My mom sacrificed her whole life for us… every dream she ever had, every dollar she ever made. He sacrificed nothing for us, and did everything for them. The only time I ever remember him actually calling me out of the blue without me calling him a million times first was New Years Day of this year (2007)… he called and told me he loved me and was proud of me. I still don’t even know how to feel about that. How can you be proud of me? How can you love me? You don’t even know me. You have no idea who I am. And what was worse was that he didn’t seem to even know that my birthday was the very next day… he never mentioned it. That went along with years of him forgetting pretty much everything. It hurts so bad. I feel so silly here at 24 years old, happily married with everything I ever hoped to have… and feeling like I’m missing everything I never even knew. I will never question God; I know that He has blessed me through my trials and my circumstances… but my father has free will like the rest of us. He had a choice to make when he walked away and never looked back; and he made it. And my sister and I suffered for it for years, and still are. I am still so angry at him. I remember all the tears I shed that he will never know about. I remember all the calls I made that were never returned. One of the things that always stuck out to me was when I called him back in 03 to ask him to send me money for the rest of my tuition or book money or something… he never even asked me what I was majoring in. That stung me. Not only did he not know me, but he didn’t seem to care to either.

I guess all of this is to say several things. I am still so hurt by the fact that he left his two daughters to go have two children with someone else and then give them a life that we only dreamed of having. Kelly and I both always had to fight for everything we had… we failed miserably many many times. Now, she and I have drifted apart because of my own mistakes so I don’t know how she is doing because we don’t talk and she hasn’t forgiven me. But I know that I still have that child screaming on the inside, begging for the love that no one else can give me. The love of my father. My Heavenly Father is revealing a lot of things to me; and I am starting to learn a whole new perpective. I am not yet able to “use” that perspective because my emotions block it out most of the time; but I am “learning” it.

Forgiveness is a process that you have to go through. Ignoring it doesn’t make your pain go away; it just hardens it so that it hurts that much more when it actually hits you. I have so much animosity toward my dad that I didn’t know I still had. I resent him a great deal. There are things that he missed that are essential to knowing who I am. There are places in my life that he should have been included. The whole time I flipped through the fabulous wedding photography, I just kept reminding myself how happy I was for Erika… while that little voice within me was shouting, “I don’t even have a father to give me away… I don’t even belong to him like that… like she does.”

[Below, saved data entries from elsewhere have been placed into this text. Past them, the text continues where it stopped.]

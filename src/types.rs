use crate::gong_types::CrmObjectType;

use serde::{Deserialize, Serialize};

/// The normalized list envelope every paginated method returns, whatever the upstream named its
/// array field.
#[derive(Serialize, Deserialize, Clone, Debug, PartialEq)]
#[serde(rename_all = "camelCase")]
pub struct PaginatedResponse<T> {
    /// Records in upstream page order.
    pub records: Vec<T>,
    /// Opaque continuation token.  `None` means this was the last page.
    #[serde(default, skip_serializing_if = "Option::is_none")]
    pub cursor: Option<String>,
    /// Upstream's count of matches across all pages, not `records.len()`.
    #[serde(default, skip_serializing_if = "Option::is_none")]
    pub total_records: Option<u64>,
}

impl<T> PaginatedResponse<T> {
    pub fn has_more(&self) -> bool {
        self.cursor.is_some()
    }

    pub fn is_empty(&self) -> bool {
        self.records.is_empty()
    }
}

impl<T> Default for PaginatedResponse<T> {
    fn default() -> Self {
        Self {
            records: Vec::new(),
            cursor: None,
            total_records: None,
        }
    }
}

/// Pagination block nested under `records` in every Gong list envelope.
#[derive(Deserialize, Default, Debug)]
#[serde(rename_all = "camelCase", default)]
pub struct RecordsMeta {
    pub total_records: Option<u64>,
    pub current_page_size: Option<u64>,
    pub current_page_number: Option<u64>,
    pub cursor: Option<String>,
}

/// Body shape shared by every POST endpoint: `{"filter": {...}, "cursor": "..."}`.
#[derive(Serialize)]
#[serde(rename_all = "camelCase")]
pub struct FilteredRequest<'a, F: Serialize> {
    pub filter: &'a F,
    #[serde(skip_serializing_if = "Option::is_none")]
    pub cursor: Option<&'a str>,
    #[serde(skip_serializing_if = "Option::is_none")]
    pub content_selector: Option<&'a ContentSelector>,
}

impl<'a, F: Serialize> FilteredRequest<'a, F> {
    pub fn new(filter: &'a F) -> Self {
        Self {
            filter,
            cursor: None,
            content_selector: None,
        }
    }

    pub fn cursor(mut self, cursor: Option<&'a str>) -> Self {
        self.cursor = cursor;
        self
    }

    pub fn content_selector(mut self, content_selector: &'a ContentSelector) -> Self {
        self.content_selector = Some(content_selector);
        self
    }
}

/// Which enrichment blocks `/calls/extensive` should return.
#[derive(Serialize, Clone, Debug, PartialEq, Eq)]
#[serde(rename_all = "camelCase")]
pub struct ContentSelector {
    pub exposed_fields: ExposedFields,
}

#[derive(Serialize, Clone, Debug, PartialEq, Eq)]
#[serde(rename_all = "camelCase")]
pub struct ExposedFields {
    pub parties: bool,
    pub content: ContentFields,
    pub collaboration: CollaborationFields,
}

#[derive(Serialize, Clone, Debug, PartialEq, Eq)]
#[serde(rename_all = "camelCase")]
pub struct ContentFields {
    pub trackers: bool,
    pub topics: bool,
    pub points_of_interest: bool,
}

#[derive(Serialize, Clone, Debug, PartialEq, Eq)]
#[serde(rename_all = "camelCase")]
pub struct CollaborationFields {
    pub public_comments: bool,
}

/// Query for `GET /calls`.
#[derive(Serialize, Clone, Default, Debug)]
#[serde(rename_all = "camelCase")]
pub struct ListCallsParams {
    #[serde(skip_serializing_if = "Option::is_none")]
    pub from_date_time: Option<String>,
    #[serde(skip_serializing_if = "Option::is_none")]
    pub to_date_time: Option<String>,
    #[serde(skip_serializing_if = "Option::is_none")]
    pub workspace_id: Option<String>,
    #[serde(skip_serializing_if = "Option::is_none")]
    pub cursor: Option<String>,
}

/// Accepted by `search_calls`.  Only the date window and cursor reach upstream; there is no
/// search endpoint, so `search_term` and `primary_user_ids` are dropped.
#[derive(Clone, Default, Debug)]
pub struct SearchCallsParams {
    pub search_term: Option<String>,
    pub primary_user_ids: Option<Vec<String>>,
    pub from_date_time: Option<String>,
    pub to_date_time: Option<String>,
    pub cursor: Option<String>,
}

impl From<&SearchCallsParams> for ListCallsParams {
    fn from(params: &SearchCallsParams) -> Self {
        Self {
            from_date_time: params.from_date_time.clone(),
            to_date_time: params.to_date_time.clone(),
            workspace_id: None,
            cursor: params.cursor.clone(),
        }
    }
}

/// Query for `GET /users`.
#[derive(Serialize, Clone, Default, Debug)]
#[serde(rename_all = "camelCase")]
pub struct ListUsersParams {
    #[serde(skip_serializing_if = "Option::is_none")]
    pub cursor: Option<String>,
    #[serde(skip_serializing_if = "Option::is_none")]
    pub include_avatars: Option<bool>,
}

/// Filter for `POST /crm/deals`.  `cursor` travels beside the filter, not inside it.
#[derive(Serialize, Clone, Default, Debug)]
#[serde(rename_all = "camelCase")]
pub struct ListDealsParams {
    #[serde(skip_serializing_if = "Option::is_none")]
    pub from_date_time: Option<String>,
    #[serde(skip_serializing_if = "Option::is_none")]
    pub to_date_time: Option<String>,
    #[serde(skip_serializing_if = "Option::is_none")]
    pub workspace_id: Option<String>,
    #[serde(skip)]
    pub cursor: Option<String>,
}

/// Filter for `POST /activity/emails`.
#[derive(Serialize, Clone, Default, Debug)]
#[serde(rename_all = "camelCase")]
pub struct ListEmailsParams {
    #[serde(skip_serializing_if = "Option::is_none")]
    pub from_date_time: Option<String>,
    #[serde(skip_serializing_if = "Option::is_none")]
    pub to_date_time: Option<String>,
    #[serde(skip_serializing_if = "Option::is_none")]
    pub user_ids: Option<Vec<String>>,
    #[serde(skip)]
    pub cursor: Option<String>,
}

/// Filter for paging through `POST /calls/transcript`.
#[derive(Serialize, Clone, Default, Debug)]
#[serde(rename_all = "camelCase")]
pub struct ListTranscriptsParams {
    #[serde(skip_serializing_if = "Option::is_none")]
    pub from_date_time: Option<String>,
    #[serde(skip_serializing_if = "Option::is_none")]
    pub to_date_time: Option<String>,
    #[serde(skip_serializing_if = "Option::is_none")]
    pub workspace_id: Option<String>,
    #[serde(skip_serializing_if = "Option::is_none")]
    pub call_ids: Option<Vec<String>>,
    #[serde(skip)]
    pub cursor: Option<String>,
}

/// Filter for `POST /stats/activity/aggregate`.  Dates are plain `YYYY-MM-DD`.
#[derive(Serialize, Clone, Default, Debug)]
#[serde(rename_all = "camelCase")]
pub struct AggregateStatsParams {
    #[serde(skip_serializing_if = "Option::is_none")]
    pub from_date: Option<String>,
    #[serde(skip_serializing_if = "Option::is_none")]
    pub to_date: Option<String>,
    #[serde(skip_serializing_if = "Option::is_none")]
    pub user_ids: Option<Vec<String>>,
    #[serde(skip)]
    pub cursor: Option<String>,
}

/// Filter for `POST /calls/crm-links`.
#[derive(Serialize, Clone, Debug)]
#[serde(rename_all = "camelCase")]
pub struct CrmCallsParams {
    pub object_type: CrmObjectType,
    pub object_ids: Vec<String>,
    #[serde(skip_serializing_if = "Option::is_none")]
    pub from_date_time: Option<String>,
    #[serde(skip_serializing_if = "Option::is_none")]
    pub to_date_time: Option<String>,
}

/// Filter keyed by call ids (`/calls/extensive`, single transcript lookup).
#[derive(Serialize, Debug)]
#[serde(rename_all = "camelCase")]
pub struct CallIdsFilter<'a> {
    pub call_ids: &'a [String],
}

/// Filter keyed by user ids (`/users/extensive`).
#[derive(Serialize, Debug)]
#[serde(rename_all = "camelCase")]
pub struct UserIdsFilter<'a> {
    pub user_ids: &'a [String],
}

#[derive(Serialize, Debug)]
#[serde(rename_all = "camelCase")]
pub struct WorkspaceQuery<'a> {
    #[serde(skip_serializing_if = "Option::is_none")]
    pub workspace_id: Option<&'a str>,
}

All that being said, I was better off with him not being in my life because 90% of the negative things I went through in my life were because of the hole he left and the hurt he caused. There are years I can never get back… and while we may eventually have a relationship, it will never quite be that father-daughter relationship because of the great divide that has been fortified. But all of my experiences taught me what I know and gave me the testimony that I have, so I am thankful to God for allowing me to become who I am because I am a good woman with a powerful message and a wonderful heart and a lot to give… but I’m realizing that being thankful apparently doesn’t make it hurt any less. And while I will never question God because God made all of my “bad” work out for my “good” because I am called according to His purpose, what hurts so much is that I don’t understand my dad; and like so many children in my position, I have that burning question, “Why didn’t you love me?”